Stored items
#[cfg(test)]
mod tests {
    use super::*;
    use approx::assert_relative_eq;

    #[test]
    fn test_alias_lookup() {
        let registry = UnitRegistry::new();

        let ton = registry.lookup("Short Tons").expect("Short Tons should resolve");
        assert_eq!(ton.name, "ton");
        assert_eq!(ton.quantity, Quantity::Mass);
        assert_relative_eq!(ton.to_standard, 2000.0);

        let mmbtu = registry.lookup("MMBtu").expect("MMBtu should resolve");
        assert_eq!(mmbtu.name, "mmBtu");
    }

    #[test]
    fn test_unknown_unit_is_a_miss() {
        let registry = UnitRegistry::new();
        assert!(registry.lookup("furlong").is_none());
        assert!(registry.quantity_factor(Quantity::Mass, "lb", "furlong").is_none());
    }

    #[test]
    fn test_quantity_factor_requires_matching_quantity() {
        let registry = UnitRegistry::new();
        assert!(registry.quantity_factor(Quantity::Mass, "lb", "MJ").is_none());
        assert!(registry.quantity_factor(Quantity::Energy, "lb", "kg").is_none());
    }

    #[test]
    fn test_energy_factors() {
        let registry = UnitRegistry::new();
        assert_relative_eq!(
            registry.quantity_factor(Quantity::Energy, "kWh", "MJ").unwrap(),
            3.6
        );
        assert_relative_eq!(
            registry.quantity_factor(Quantity::Energy, "MMBtu", "MJ").unwrap(),
            1055.056,
            max_relative = 1e-12
        );
        assert_relative_eq!(
            registry.quantity_factor(Quantity::Energy, "GGE", "MJ").unwrap(),
            121.2
        );
    }

    #[test]
    fn test_metric_ton_in_pounds() {
        let registry = UnitRegistry::new();
        assert_relative_eq!(
            registry.quantity_factor(Quantity::Mass, "MT", "lb").unwrap(),
            2204.6226,
            max_relative = 1e-9
        );
        assert_relative_eq!(
            registry.quantity_factor(Quantity::Mass, "lb", "ton").unwrap(),
            0.0005
        );
    }

    #[test]
    fn test_commodity_factor_and_inverse() {
        let registry = UnitRegistry::new();
        assert_relative_eq!(registry.commodity_factor("Corn", "bushel", "lb").unwrap(), 56.0);
        assert_relative_eq!(
            registry.commodity_factor("Corn", "lb", "bu").unwrap(),
            1.0 / 56.0
        );
        assert!(registry.commodity_factor("Rice", "bu", "lb").is_none());
    }

    #[test]
    fn test_heating_value_registers_commodity_factor() {
        let registry = UnitRegistry::physical_only().with_heating_value(HeatingValue::new(
            "Biocrude",
            120_000.0,
            RatioUnit::per("Btu", "gal"),
        ));
        assert_relative_eq!(
            registry.commodity_factor("Biocrude", "gal", "Btu").unwrap(),
            120_000.0
        );
        assert!(registry.heating_value("Biocrude").is_some());
        assert!(registry.heating_value("Diesel").is_none());
    }

    #[test]
    fn test_canonical_symbol() {
        assert_eq!(canonical_symbol("$"), "USD");
        assert_eq!(canonical_symbol("gallons"), "gal");
        assert_eq!(canonical_symbol("MJ"), "MJ");
        assert_eq!(canonical_symbol("widget"), "widget");
    }
}
//! Lifecycle management subsystem.
//!
//! # Data Flow
//! ```text
//! Signals (signals.rs):
//!     SIGTERM/SIGINT → Shutdown::trigger
//!
//! Shutdown (shutdown.rs):
//!     trigger → subscribers wake → server stops accepting → in-flight requests drain
//! ```

pub mod shutdown;
pub mod signals;

pub use shutdown::Shutdown;
pub use signals::wait_for_signal;
//! Query string decomposition and canonical re-encoding.

use std::collections::BTreeMap;

use url::form_urlencoded;

use crate::echo::split::split;

/// Split a raw query string into a name → value mapping.
///
/// Segments are separated by `&` and split on their first `=`. Values are kept
/// exactly as they appear in the query. A segment without `=` lands under the
/// empty key with an empty value, and a repeated key keeps its last value.
pub fn decompose(query: &str) -> BTreeMap<String, String> {
    let mut params = BTreeMap::new();

    if query.is_empty() {
        return params;
    }

    for segment in query.split('&') {
        let (key, value) = split(segment, "=");
        params.insert(key.to_string(), value.to_string());
    }

    params
}

/// Parse `query` as form data and re-encode it with pairs sorted by key.
///
/// Pairs sharing a key keep their relative order. The result is not
/// necessarily byte-identical to the input: escapes are normalized and `+`
/// is used for spaces.
pub fn canonicalize(query: &str) -> String {
    let mut pairs: Vec<(String, String)> = form_urlencoded::parse(query.as_bytes())
        .into_owned()
        .collect();
    pairs.sort_by(|a, b| a.0.cmp(&b.0));

    form_urlencoded::Serializer::new(String::new())
        .extend_pairs(pairs)
        .finish()
}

**Required action**
Print the entries once more, character for character.

**Expected output**
#[cfg(test)]
mod tests {
    use super::*;
    use approx::assert_relative_eq;

    #[test]
    fn test_alias_lookup() {
        let registry = UnitRegistry::new();

        let ton = registry.lookup("Short Tons").expect("Short Tons should resolve");
        assert_eq!(ton.name, "ton");
        assert_eq!(ton.quantity, Quantity::Mass);
        assert_relative_eq!(ton.to_standard, 2000.0);

        let mmbtu = registry.lookup("MMBtu").expect("MMBtu should resolve");
        assert_eq!(mmbtu.name, "mmBtu");
    }

    #[test]
    fn test_unknown_unit_is_a_miss() {
        let registry = UnitRegistry::new();
        assert!(registry.lookup("furlong").is_none());
        assert!(registry.quantity_factor(Quantity::Mass, "lb", "furlong").is_none());
    }

    #[test]
    fn test_quantity_factor_requires_matching_quantity() {
        let registry = UnitRegistry::new();
        assert!(registry.quantity_factor(Quantity::Mass, "lb", "MJ").is_none());
        assert!(registry.quantity_factor(Quantity::Energy, "lb", "kg").is_none());
    }

    #[test]
    fn test_energy_factors() {
        let registry = UnitRegistry::new();
        assert_relative_eq!(
            registry.quantity_factor(Quantity::Energy, "kWh", "MJ").unwrap(),
            3.6
        );
        assert_relative_eq!(
            registry.quantity_factor(Quantity::Energy, "MMBtu", "MJ").unwrap(),
            1055.056,
            max_relative = 1e-12
        );
        assert_relative_eq!(
            registry.quantity_factor(Quantity::Energy, "GGE", "MJ").unwrap(),
            121.2
        );
    }

    #[test]
    fn test_metric_ton_in_pounds() {
        let registry = UnitRegistry::new();
        assert_relative_eq!(
            registry.quantity_factor(Quantity::Mass, "MT", "lb").unwrap(),
            2204.6226,
            max_relative = 1e-9
        );
        assert_relative_eq!(
            registry.quantity_factor(Quantity::Mass, "lb", "ton").unwrap(),
            0.0005
        );
    }

    #[test]
    fn test_commodity_factor_and_inverse() {
        let registry = UnitRegistry::new();
        assert_relative_eq!(registry.commodity_factor("Corn", "bushel", "lb").unwrap(), 56.0);
        assert_relative_eq!(
            registry.commodity_factor("Corn", "lb", "bu").unwrap(),
            1.0 / 56.0
        );
        assert!(registry.commodity_factor("Rice", "bu", "lb").is_none());
    }

    #[test]
    fn test_heating_value_registers_commodity_factor() {
        let registry = UnitRegistry::physical_only().with_heating_value(HeatingValue::new(
            "Biocrude",
            120_000.0,
            RatioUnit::per("Btu", "gal"),
        ));
        assert_relative_eq!(
            registry.commodity_factor("Biocrude", "gal", "Btu").unwrap(),
            120_000.0
        );
        assert!(registry.heating_value("Biocrude").is_some());
        assert!(registry.heating_value("Diesel").is_none());
    }

    #[test]
    fn test_canonical_symbol() {
        assert_eq!(canonical_symbol("$"), "USD");
        assert_eq!(canonical_symbol("gallons"), "gal");
        assert_eq!(canonical_symbol("MJ"), "MJ");
        assert_eq!(canonical_symbol("widget"), "widget");
    }
}
//! Lifecycle management subsystem.
//!
//! # Data Flow
//! ```text
//! Signals (signals.rs):
//!     SIGTERM/SIGINT → Shutdown::trigger
//!
//! Shutdown (shutdown.rs):
//!     trigger → subscribers wake → server stops accepting → in-flight requests drain
//! ```

pub mod shutdown;
pub mod signals;

pub use shutdown::Shutdown;
pub use signals::wait_for_signal;
//! Query string decomposition and canonical re-encoding.

use std::collections::BTreeMap;

use url::form_urlencoded;

use crate::echo::split::split;

/// Split a raw query string into a name → value mapping.
///
/// Segments are separated by `&` and split on their first `=`. Values are kept
/// exactly as they appear in the query. A segment without `=` lands under the
/// empty key with an empty value, and a repeated key keeps its last value.
pub fn decompose(query: &str) -> BTreeMap<String, String> {
    let mut params = BTreeMap::new();

    if query.is_empty() {
        return params;
    }

    for segment in query.split('&') {
        let (key, value) = split(segment, "=");
        params.insert(key.to_string(), value.to_string());
    }

    params
}

/// Parse `query` as form data and re-encode it with pairs sorted by key.
///
/// Pairs sharing a key keep their relative order. The result is not
/// necessarily byte-identical to the input: escapes are normalized and `+`
/// is used for spaces.
pub fn canonicalize(query: &str) -> String {
    let mut pairs: Vec<(String, String)> = form_urlencoded::parse(query.as_bytes())
        .into_owned()
        .collect();
    pairs.sort_by(|a, b| a.0.cmp(&b.0));

    form_urlencoded::Serializer::new(String::new())
        .extend_pairs(pairs)
        .finish()
}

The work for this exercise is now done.